Agriculture superficies emblavées Culture du riz

La principale raison de la baisse des surfaces emblavées en 2022 est la rareté et la cherté des intrants (herbicides, engrais et l’urée). Le prix de l’engrais est parti du simple au double. Les producteurs ont plutôt substitué le maïs au sorgho et au riz. Comme autre raison de la baisse, les responsables du Minader du Nord pointent du doigt les attaques répétitives de chenilles sur le maïs l’an dernier. Ce qui a poussé les producteurs à réduire les superficies pour cette spéculation afin d’éviter le même phénomène Agriculture superficies emblavées . L’an dernier, la région a enregistré une poche de sécheresse de plus de 20 jours. Ce qui a induit la prolifération des chenilles détruisant ainsi les plantes de maïs. Pour cette saison, les producteurs ont migré vers les cultures non ciblées par les chenilles comme l’arachide.

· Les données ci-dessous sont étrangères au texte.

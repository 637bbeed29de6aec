//! Resolution of the log file path the game should currently be writing.

use crate::error::{Error, Result};
use chrono::Utc;
use std::fs;
use std::path::{Path, PathBuf};
use std::time::SystemTime;

/// One of the two sibling directories that may hold the active log.
#[derive(Debug, Clone, Copy, PartialEq, Eq)]
pub(crate) enum Variant {
    /// `log`, the base game. The default whenever arbitration has nothing
    /// to go on.
    Base,
    /// `log_ngs`, New Genesis.
    Ngs,
}

impl Variant {
    pub(crate) fn dir_name(self) -> &'static str {
        match self {
            Variant::Base => "log",
            Variant::Ngs => "log_ngs",
        }
    }
}

/// Computes candidate log file paths for one category under one
/// installation, and arbitrates between the two variant directories.
#[derive(Debug, Clone)]
pub(crate) struct LogPaths {
    install_root: PathBuf,
    category: String,
}

impl LogPaths {
    /// Locates the installation whose logs were touched most recently.
    ///
    /// Several installations (and both variant directories per
    /// installation) can share one documents folder; the one with the
    /// newest log entry is the one the player is actually using.
    pub(crate) fn discover(documents: &Path, category: &str) -> Result<Self> {
        let pattern = documents
            .join("SEGA")
            .join("PHANTASYSTARONLINE2*")
            .join("log*")
            .join("*");

        let mut newest: Option<(SystemTime, PathBuf)> = None;
        for entry in glob::glob(&pattern.to_string_lossy())? {
            let Ok(path) = entry else { continue };
            let Some(mtime) = modified(&path) else {
                continue;
            };
            if newest.as_ref().is_none_or(|(t, _)| mtime > *t) {
                newest = Some((mtime, path));
            }
        }

        let no_installation = || Error::NoInstallation {
            root: documents.to_path_buf(),
        };
        let (_, entry) = newest.ok_or_else(no_installation)?;
        // The entry is a log file inside <install>/<variant dir>.
        let install_root = entry
            .parent()
            .and_then(Path::parent)
            .ok_or_else(no_installation)?
            .to_path_buf();

        Ok(Self {
            install_root,
            category: category.to_string(),
        })
    }

    pub(crate) fn install_root(&self) -> &Path {
        &self.install_root
    }

    pub(crate) fn file_name(&self, date: &str) -> String {
        format!("{}{}_00.txt", self.category, date)
    }

    pub(crate) fn candidate(&self, variant: Variant, date: &str) -> PathBuf {
        self.install_root
            .join(variant.dir_name())
            .join(self.file_name(date))
    }

    /// Picks the candidate the game is writing for `date`: the variant with
    /// the newer file wins, ties and absences fall back to the base game.
    pub(crate) fn resolve(&self, date: &str) -> PathBuf {
        let base = self.candidate(Variant::Base, date);
        let ngs = self.candidate(Variant::Ngs, date);
        match (modified(&base), modified(&ngs)) {
            (Some(base_mtime), Some(ngs_mtime)) if ngs_mtime > base_mtime => ngs,
            (Some(_), _) => base,
            (None, Some(_)) => ngs,
            (None, None) => base,
        }
    }
}

/// Current UTC day as `YYYYMMDD`. Log files roll over at UTC midnight.
pub(crate) fn utc_date() -> String {
    Utc::now().format("%Y%m%d").to_string()
}

fn modified(path: &Path) -> Option<SystemTime> {
    fs::metadata(path).ok()?.modified().ok()
}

L’augmentation de 25 F Cfa sur le prix du kilogramme du coton graine complète la liste des principales raisons évoquées justifiant la baisse des surfaces ensemencées dans la région du Nord. « Le kilogramme est passé de 250 F Cfa en 2021 à 285 F Cfa en 2022, ce qui a encouragé les agriculteurs à augmenter les superficies Agriculture superficies emblavées . Et quand on augmente la superficie d’une spéculation, c’est au détriment d’une autre », a confié Aboubakary, délégué régional du Minader Nord.